Chester E. Finn, president of the Thomas B. Fordham Institute, agreed that working within the system is not going to yield results. “Vendors are not reformers. Consultants are not agitators,” he said. “At the end of the day, are we talking about school reform, or are we talking about being consultants to a system that does not want to change?”

Margaret Cullinane, the director of innovation and business development for the Microsoft Corporation, disagreed that innovation could not happen within the public school districts, saying that you “can only change the system if you’re involved in the system.”

Friday, July 25, 2008

Ravitch, Finn in a 'Clash of the Titans' on Education Policy

This from the New York Sun:

In a sign of how substantially her thinking on school policy has evolved, the education historian Diane Ravitch this week is engaging in an online debate with one of her oldest friends and collaborators, the education policy analyst Chester Finn Jr.

At issue: an emerging divide among education policymakers about the best way to improve America's schools.

Everyone seems to agree that the schools are in dire straits, but there is a divide about how to solve that problem.

On one side are leaders including the schools chancellor, Joel Klein; the Reverend Al Sharpton; the federal education secretary, Margaret Spellings, and the mayor of Newark, Cory Booker, who have started an initiative called the Education Equality Project, endorsing strong accountability measures such as those currently written into No Child Left Behind as well as choice options such as charter schools.

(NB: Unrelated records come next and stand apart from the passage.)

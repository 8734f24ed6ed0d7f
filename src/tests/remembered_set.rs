use super::test_prelude::*;

fn leaf(heap: &Heap, gen: usize, value: usize) -> ObjectReference {
    alloc_closure(heap, gen, constr_info("Leaf", 0, 1), &[], &[value])
}

#[test]
fn entries_stay_only_while_they_point_younger() {
    let heap = test_heap(3);
    let mut caps = single_cap(&heap);
    let pair = constr_info("Pair", 1, 0);

    // Generation 2 variable to a nursery object: still young afterwards, retained.
    let v2 = alloc_mut_var(&heap, 2, ObjectReference::NULL);
    memory_manager::mut_var_write(&mut caps[0], v2, leaf(&heap, 0, 1));
    // Generation 1 variable to a nursery object: promoted into generation 1, dropped.
    let v1 = alloc_mut_var(&heap, 1, ObjectReference::NULL);
    memory_manager::mut_var_write(&mut caps[0], v1, leaf(&heap, 0, 2));
    // An immutable object is promoted eagerly, so it is dropped too.
    let k2 = alloc_closure(&heap, 2, pair, &[leaf(&heap, 0, 3)], &[]);
    caps[0].record_mutable(k2);
    assert_eq!(kind_of(v2), ClosureKind::MutVarDirty);

    let stats = collect_n(&heap, 0, &mut [], &mut caps, 1);

    assert_eq!(stats.mut_list_entries, 3);
    assert_eq!(stats.mut_list_retained, 1);
    assert_eq!(caps[0].mut_list(2).as_slice(), &[v2]);
    assert!(caps[0].mut_list(1).is_empty());
    assert_eq!(kind_of(v2), ClosureKind::MutVarDirty);
    assert_eq!(kind_of(v1), ClosureKind::MutVarClean);
    assert_eq!(heap.generation_of(field_ref(v2, 0)), 1);
    assert_eq!(heap.generation_of(field_ref(v1, 0)), 1);
    assert_eq!(heap.generation_of(field_ref(k2, 0)), 2);
    assert_eq!(field_word(field_ref(k2, 0), 0), 3);

    // Collecting generation 1 moves the referent of v2 up, and the entry goes away.
    let stats = collect_n(&heap, 1, &mut [], &mut caps, 1);

    assert_eq!(stats.mut_list_entries, 1);
    assert_eq!(stats.mut_list_retained, 0);
    assert!(caps[0].mut_list(2).is_empty());
    assert_eq!(kind_of(v2), ClosureKind::MutVarClean);
    assert_eq!(heap.generation_of(field_ref(v2, 0)), 2);
    assert_eq!(field_word(field_ref(v2, 0), 0), 1);
}

#[test]
fn collected_generations_lose_their_remembered_sets() {
    let heap = test_heap(3);
    let mut caps = single_cap(&heap);
    let v1 = alloc_mut_var(&heap, 1, ObjectReference::NULL);
    memory_manager::mut_var_write(&mut caps[0], v1, leaf(&heap, 0, 1));
    let mut roots = [v1];

    let stats = collect_n(&heap, 1, &mut roots, &mut caps, 1);

    assert_eq!(stats.mut_list_entries, 0);
    assert!(caps[0].mut_list(1).is_empty());
    // The copy lands in generation 2 but its referent, traced without eager promotion, only
    // reaches generation 1: the copy is remembered afresh.
    let v1 = roots[0];
    assert_eq!(heap.generation_of(v1), 2);
    assert_eq!(heap.generation_of(field_ref(v1, 0)), 1);
    assert_eq!(kind_of(v1), ClosureKind::MutVarDirty);
    assert_eq!(caps[0].mut_list(2).as_slice(), &[v1]);
    memory_manager::verify_heap(&heap);
}

#[test]
fn every_capability_is_traced() {
    let heap = test_heap(2);
    let mut caps: Vec<Capability> = (0..3).map(|no| Capability::new(no, 2)).collect();
    let vars: Vec<ObjectReference> = (0..3)
        .map(|i| {
            let var = alloc_mut_var(&heap, 1, ObjectReference::NULL);
            memory_manager::mut_var_write(&mut caps[i], var, leaf(&heap, 0, i));
            var
        })
        .collect();

    let stats = collect_n(&heap, 0, &mut [], &mut caps, 1);

    assert_eq!(stats.mut_list_entries, 3);
    for (i, var) in vars.into_iter().enumerate() {
        assert_eq!(field_word(field_ref(var, 0), 0), i);
        assert!(caps[i].mut_list(1).is_empty());
    }
}

#[test]
fn scavenge_one_reports_young_pointers() {
    let heap = test_heap(3);
    let pair = constr_info("Pair", 1, 0);
    let young = leaf(&heap, 0, 1);
    let holder = alloc_closure(&heap, 2, pair, &[young], &[]);
    let mut caps = single_cap(&heap);

    let collection = Collection::prepare(&heap, 0, &mut caps);
    let mut cx = collection.context();
    let retained = cx.scavenge_mutable_list(&[holder], 2);
    assert!(retained.is_empty());
    assert_eq!(heap.generation_of(field_ref(holder, 0)), 2);
    cx.set_evac_gen(2);
    // Forwarded into generation 2 already.
    assert!(!cx.scavenge_one(holder));
    cx.scavenge_loop();
    let remnant = cx.into_remnant();
    collection.finish(vec![remnant], &mut caps);
}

On the other side is a group calling itself the Broader, Bolder Approach to Education, which has criticized No Child Left Behind and declared that students need help in more fields than just education to succeed, arguing for improved health care and after-school programs. That group includes the teachers union president Randi Weingarten, the labor economist Lawrence Mishel, and the former Boston school superintendent Thomas Payzant.

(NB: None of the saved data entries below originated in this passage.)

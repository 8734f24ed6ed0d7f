//! Runtime-to-scavenger interface.
//!
//! A runtime creates a [`Heap`] and one [`Capability`] per mutator, allocates through the heap,
//! reports old-to-young writes through the write-barrier functions here, and calls
//! [`collect`] when a generation fills up.

use crate::collection::{Collection, Roots};
use crate::object::builtin;
use crate::object::closure::{self, MutArrPtrs};
use crate::object::ClosureKind;
use crate::storage::{sanity, Capability, Heap};
use crate::util::options::Options;
use crate::util::statistics::ScavengeStats;
use crate::util::ObjectReference;

/// Create a heap. Options not set by the caller come from `SCAVENGER_*` environment variables.
///
/// This attempts to initialise the built-in logger. A runtime that wants its own logger should
/// install it first.
pub fn heap_init(options: Options) -> Heap {
    Heap::new(options)
}

/// Collect generations `0..=collect_gen`, using as many GC threads as the `threads` option
/// asks for. The roots are updated in place.
pub fn collect(heap: &Heap, collect_gen: usize, roots: Roots, caps: &mut [Capability]) -> ScavengeStats {
    collect_with_workers(heap, collect_gen, roots, caps, heap.options().threads)
}

/// Collect generations `0..=collect_gen` with `workers` GC threads. One worker runs the
/// sequential scavenger on the calling thread.
pub fn collect_with_workers(
    heap: &Heap,
    collect_gen: usize,
    roots: Roots,
    caps: &mut [Capability],
    workers: usize,
) -> ScavengeStats {
    let collection = Collection::prepare(heap, collect_gen, caps);
    if workers <= 1 {
        collection.run_sequential(roots, caps)
    } else {
        collection.run_parallel(roots, caps, workers)
    }
}

/// Write barrier for a mutable variable: store `value` and, the first time the variable is
/// written since it was last scavenged, record it on the capability.
pub fn mut_var_write(cap: &mut Capability, var: ObjectReference, value: ObjectReference) {
    closure::write_ref(closure::field(var, closure::MUT_VAR_VAR), value);
    if closure::get_info(var).kind() == ClosureKind::MutVarClean {
        closure::set_info(var, &builtin::MUT_VAR_DIRTY);
        cap.record_mutable(var);
    }
}

/// Write barrier for a mutable array: store `value` at `index`, mark the card covering it and,
/// if the array was clean, record it on the capability.
pub fn mut_arr_write(heap: &Heap, cap: &mut Capability, array: ObjectReference, index: usize, value: ObjectReference) {
    let arr = MutArrPtrs::new(array, heap.options().card_bits);
    debug_assert!(index < arr.ptrs());
    closure::write_ref(arr.element(index), value);
    arr.mark_element(index);
    if closure::get_info(array).kind() == ClosureKind::MutArrPtrsClean {
        closure::set_info(array, &builtin::MUT_ARR_PTRS_DIRTY);
        cap.record_mutable(array);
    }
}

/// Check that every reference in the heap leads to a live object. Returns the number of
/// objects checked; a dangling reference is fatal.
pub fn verify_heap(heap: &Heap) -> usize {
    sanity::verify_heap(heap)
}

The debate between Mr. Finn, the president of the Thomas B. Fordham Foundation, and Ms. Ravitch, a trustee of Fordham, kicked off when Mr. Finn criticized the Broader, Bolder group, whose proposal Ms. Ravitch has signed.

Mr. Finn said in a Web log post that this camp reflects a dangerous move to shift away from an emphasis on academic excellence and toward a sloppier and less meaningful focus on the "whole child" that happens throughout American history.

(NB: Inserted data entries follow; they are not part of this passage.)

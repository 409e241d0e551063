//! Where the controller lives on the network.

use std::fmt;
use std::str::FromStr;

use serde::{Deserialize, Serialize};
use thiserror::Error;

/// Port the controller firmware serves its WebSocket on.
pub const DEFAULT_PORT: u16 = 81;

/// Error returned when an endpoint string cannot be parsed.
#[derive(Debug, Clone, PartialEq, Eq, Error)]
pub enum EndpointError {
    #[error("endpoint host is empty")]
    EmptyHost,
    #[error("invalid port in endpoint '{0}'")]
    InvalidPort(String),
}

/// A host/port pair identifying the target device.
///
/// Immutable once a connection attempt begins: the connection manager keeps
/// its own copy and never edits it in place.
#[derive(Debug, Clone, PartialEq, Eq, Hash, Serialize, Deserialize)]
pub struct DeviceEndpoint {
    pub host: String,
    pub port: u16,
}

impl DeviceEndpoint {
    pub fn new(host: impl Into<String>, port: u16) -> Self {
        Self {
            host: host.into(),
            port,
        }
    }

    /// Endpoint on the default controller port.
    pub fn with_default_port(host: impl Into<String>) -> Self {
        Self::new(host, DEFAULT_PORT)
    }

    /// The WebSocket URL for this endpoint, e.g. `ws://192.168.1.100:81/`.
    pub fn ws_url(&self) -> String {
        format!("ws://{}:{}/", self.host, self.port)
    }
}

impl fmt::Display for DeviceEndpoint {
    fn fmt(&self, f: &mut fmt::Formatter<'_>) -> fmt::Result {
        write!(f, "{}:{}", self.host, self.port)
    }
}

impl FromStr for DeviceEndpoint {
    type Err = EndpointError;

    /// Parses `host` or `host:port`; a missing port means [`DEFAULT_PORT`].
    fn from_str(s: &str) -> Result<Self, Self::Err> {
        Self::parse_with_port(s, DEFAULT_PORT)
    }
}

impl DeviceEndpoint {
    /// Parses `host` or `host:port`, using `default_port` when none is given.
    ///
    /// A leading `ws://` and a trailing `/` are accepted so a URL copied from
    /// a browser console parses too.
    pub fn parse_with_port(s: &str, default_port: u16) -> Result<Self, EndpointError> {
        let trimmed = s.trim();
        let trimmed = trimmed.strip_prefix("ws://").unwrap_or(trimmed);
        let trimmed = trimmed.trim_end_matches('/');

        let (host, port) = match trimmed.rsplit_once(':') {
            Some((host, port)) => {
                let port = port
                    .parse::<u16>()
                    .map_err(|_| EndpointError::InvalidPort(s.to_string()))?;
                (host, port)
            }
            None => (trimmed, default_port),
        };

        if host.is_empty() {
            return Err(EndpointError::EmptyHost);
        }
        Ok(Self::new(host, port))
    }
}

// ── Tests ─────────────────────────────────────────────────────────────────────

#[cfg(test)]
mod tests {
    use super::*;

    #[test]
    fn test_parse_host_only_uses_default_port() {
        let ep: DeviceEndpoint = "192.168.1.100".parse().unwrap();
        assert_eq!(ep, DeviceEndpoint::new("192.168.1.100", 81));
    }

    #[test]
    fn test_parse_host_and_port() {
        let ep: DeviceEndpoint = "tank.local:8081".parse().unwrap();
        assert_eq!(ep.host, "tank.local");
        assert_eq!(ep.port, 8081);
    }

    #[test]
    fn test_parse_with_port_applies_given_default() {
        let bare = DeviceEndpoint::parse_with_port("192.168.1.100", 8081).unwrap();
        let explicit = DeviceEndpoint::parse_with_port("192.168.1.100:81", 8081).unwrap();
        assert_eq!(bare.port, 8081);
        assert_eq!(explicit.port, 81);
    }

    #[test]
    fn test_parse_accepts_ws_url() {
        let ep: DeviceEndpoint = "ws://192.168.4.1:81/".parse().unwrap();
        assert_eq!(ep, DeviceEndpoint::new("192.168.4.1", 81));
    }

    #[test]
    fn test_parse_rejects_bad_port() {
        let result = "10.0.0.5:http".parse::<DeviceEndpoint>();
        assert!(matches!(result, Err(EndpointError::InvalidPort(_))));
    }

    #[test]
    fn test_parse_rejects_empty_host() {
        assert_eq!("".parse::<DeviceEndpoint>(), Err(EndpointError::EmptyHost));
        assert_eq!(":81".parse::<DeviceEndpoint>(), Err(EndpointError::EmptyHost));
    }

    #[test]
    fn test_ws_url_and_display() {
        let ep = DeviceEndpoint::with_default_port("192.168.1.100");
        assert_eq!(ep.ws_url(), "ws://192.168.1.100:81/");
        assert_eq!(ep.to_string(), "192.168.1.100:81");
    }
}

"It's a darn shame," Mr. Finn wrote. "Yesterday's push for achievement hasn't yet produced the learning gains we need. But it may be starting to do so. The surest way to curb tomorrow's gains is to change the policy focus and ease the pressure."

He added, "As for the AFT's future direction, all I can say is that President Weingarten's early signals do no credit to Al Shanker's legacy."

Ms. Ravitch is fighting back with a counter-post on Fordham's Web site, edexcellence.net, which is billing the debate as a "Clash of the Titans."

"Will it help or harm children's academic achievement — most especially children who are living in poverty — if they have access to good pre-K programs?

Will it help or harm children's academic achievement — most especially the neediest children — if they have access to good medical care, with dental treatment, vision screening, and the like?" she writes.

She also dismisses Mr. Finn's assertion that she is opposing academic standards by criticizing No Child Left Behind, asking how the law can have worked if American students have been falling behind international competitors through its inception.

Mr. Finn's response is that while he believes Ms. Ravitch is not straying from setting high standards, he worries that others are merely searching for diversions.